# Bretton Woods Sunday 11/16



## deadheadskier (Nov 15, 2014)

Heading up there tomorrow.  Should be rolling in around 10.  

Anyone else plan on skiing BW tomorrow?


----------



## JDMRoma (Nov 15, 2014)

Just bought my Superpass , will be there for 8am !! 


Sent from my iPhone using AlpineZone


----------



## Puck it (Nov 15, 2014)

JDMRoma said:


> Just bought my Superpass , will be there for 8am !!
> 
> 
> Sent from my iPhone using AlpineZone


 Didn't you buy a Cannon pass?


----------



## JDMRoma (Nov 15, 2014)

I went with the Superpass at the last minute. It's for Cannon too !

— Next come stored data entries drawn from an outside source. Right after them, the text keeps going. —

//! A concrete [`Source`] reading newline-delimited JSON rows from disk.
//! Production deployments wire a real relational-source adapter behind the
//! same trait; this is the CLI's offline/batch-file entry point.

use anyhow::Context;
use posindex_extractors::{AnnotationRow, Batch, DependencyRow};
use posindex_pipeline::{Source, SourceError};
use serde::Deserialize;
use std::fs::File;
use std::io::{BufRead, BufReader};
use std::path::Path;

#[derive(Deserialize)]
struct AnnotationWire {
    document_id: i32,
    sentence_id: i32,
    begin_char: i32,
    end_char: i32,
    date: i64,
    token: String,
    lemma: Option<String>,
    pos: Option<String>,
    ner: Option<String>,
    normalized_ner: Option<String>,
    annotation_id: Option<i64>,
}

impl From<AnnotationWire> for AnnotationRow {
    fn from(w: AnnotationWire) -> Self {
        AnnotationRow {
            document_id: w.document_id,
            sentence_id: w.sentence_id,
            begin_char: w.begin_char,
            end_char: w.end_char,
            date: w.date,
            token: w.token,
            lemma: w.lemma,
            pos: w.pos,
            ner: w.ner,
            normalized_ner: w.normalized_ner,
            annotation_id: w.annotation_id,
        }
    }
}

#[derive(Deserialize)]
struct DependencyWire {
    document_id: i32,
    sentence_id: i32,
    date: i64,
    head_token: String,
    head_begin: i32,
    head_end: i32,
    dependent_token: String,
    dep_begin: i32,
    dep_end: i32,
    relation: String,
}

impl From<DependencyWire> for DependencyRow {
    fn from(w: DependencyWire) -> Self {
        DependencyRow {
            document_id: w.document_id,
            sentence_id: w.sentence_id,
            date: w.date,
            head_token: w.head_token,
            head_begin: w.head_begin,
            head_end: w.head_end,
            dependent_token: w.dependent_token,
            dep_begin: w.dep_begin,
            dep_end: w.dep_end,
            relation: w.relation,
        }
    }
}

/// Reads an entire annotations/dependencies JSONL pair into memory and
/// yields it as a single batch; subsequent fetches signal end of input.
/// Callers with corpora too large to hold in memory should implement
/// [`Source`] directly against their own paginated backend.
pub struct JsonlSource {
    annotations: Vec<AnnotationRow>,
    dependencies: Vec<DependencyRow>,
    exhausted: bool,
}

impl JsonlSource {
    pub fn open(annotations_path: &Path, dependencies_path: Option<&Path>) -> anyhow::Result<Self> {
        let annotations = read_jsonl::<AnnotationWire, AnnotationRow>(annotations_path)
            .with_context(|| format!("reading annotations from {annotations_path:?}"))?;
        let dependencies = match dependencies_path {
            Some(p) => read_jsonl::<DependencyWire, DependencyRow>(p).with_context(|| format!("reading dependencies from {p:?}"))?,
            None => Vec::new(),
        };
        Ok(JsonlSource { annotations, dependencies, exhausted: false })
    }
}

fn read_jsonl<W, T>(path: &Path) -> anyhow::Result<Vec<T>>
where
    W: for<'de> Deserialize<'de> + Into<T>,
{
    let file = File::open(path)?;
    let mut rows = Vec::new();
    for line in BufReader::new(file).lines() {
        let line = line?;
        if line.trim().is_empty() {
            continue;
        }
        let wire: W = serde_json::from_str(&line)?;
        rows.push(wire.into());
    }
    Ok(rows)
}

impl Source for JsonlSource {
    fn fetch_batch(&mut self, _offset: usize, _limit: usize) -> Result<Batch, SourceError> {
        if self.exhausted {
            return Ok(Batch::default());
        }
        self.exhausted = true;
        Ok(Batch {
            annotations: std::mem::take(&mut self.annotations),
            dependencies: std::mem::take(&mut self.dependencies),
        })
    }
}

Sent from my iPhone using AlpineZone


----------



## Puck it (Nov 15, 2014)

JDMRoma said:


> I went with the Superpass at the last minute. It's for Cannon too !
> 
> 
> Sent from my iPhone using AlpineZone


 I thought you had said you got the Cannon pass only over summer. We'll see you at Cannon after TDay.


----------



## JDMRoma (Nov 15, 2014)

Puck it said:


> I thought you had said you got the Cannon pass only over summer. We'll see you at Cannon after TDay.



That was the plan, got caught up with moving and never did it.decided last night to go with the Superpass with hopes of my wife and or daughter getting out one of these days !


Sent from my iPhone using AlpineZone


----------



## JDMRoma (Nov 15, 2014)

Yes day after Thanksgiving ! Cannon !


Sent from my iPhone using AlpineZone


----------



## Farleyman (Nov 15, 2014)

At bwoods now. Man made blizzard is in effect. Only one trail open by there's no line and decent man made snow. Don't be afraid to try out you new skis. Good coverage on trail. The sides are sketchy. 


Sent from my iPhone using AlpineZone


----------



## JDMRoma (Nov 15, 2014)

Sweet !! Thanks for the update !


Sent from my iPhone using AlpineZone


----------



## yeggous (Nov 15, 2014)

I'll be at BW tomorrow with the better half. Not sure on arrival time.

I'm at Wildcat now. They have Lynx groomed t2b and Upper Polecat open under the guns. upper polecat is skiing real sweet. Silky smooth with small whales.


Sent from my iPhone using AlpineZone mobile app


----------



## yeggous (Nov 15, 2014)

yeggous said:


> I'll be at BW tomorrow with the better half. Not sure on arrival time.
> 
> I'm at Wildcat now. They have Lynx groomed t2b and Upper Polecat open under the guns. upper polecat is skiing real sweet. Silky smooth with small whales.
> 
> ...



Another frickin' core shot today at Wildcat. I think I got a little too frisky on Polecat, but it was soooo fun!


Sent from my iPhone using AlpineZone mobile app


----------



## Farleyman (Nov 15, 2014)

Massive Whalebacks to your left at the top of the lift at BW, they weren't open today but looked like it could be tomorrow 


Sent from my iPhone using AlpineZone


----------



## Farleyman (Nov 15, 2014)

Sent from my iPhone using AlpineZone


----------



## deadheadskier (Nov 15, 2014)

Nice.  Looking forward to some easy cruising up there tomorrow.


----------



## Farleyman (Nov 16, 2014)

How was it today? Spent the morning spreading gravel in the driveway... Wish I had been skiing again 


Sent from my iPhone using AlpineZone


----------



## yeggous (Nov 16, 2014)

Pretty good. They left the guns on too long and slushed up the lower mountain. Around 11 they dropped ropes on Crawfords Blaze. Very top was whales with lots of gunpowder, and cords below. Coverage was good. The liquid tomorrow will not do good things though since the very bottom is still a little thin.


Sent from my iPhone using AlpineZone


----------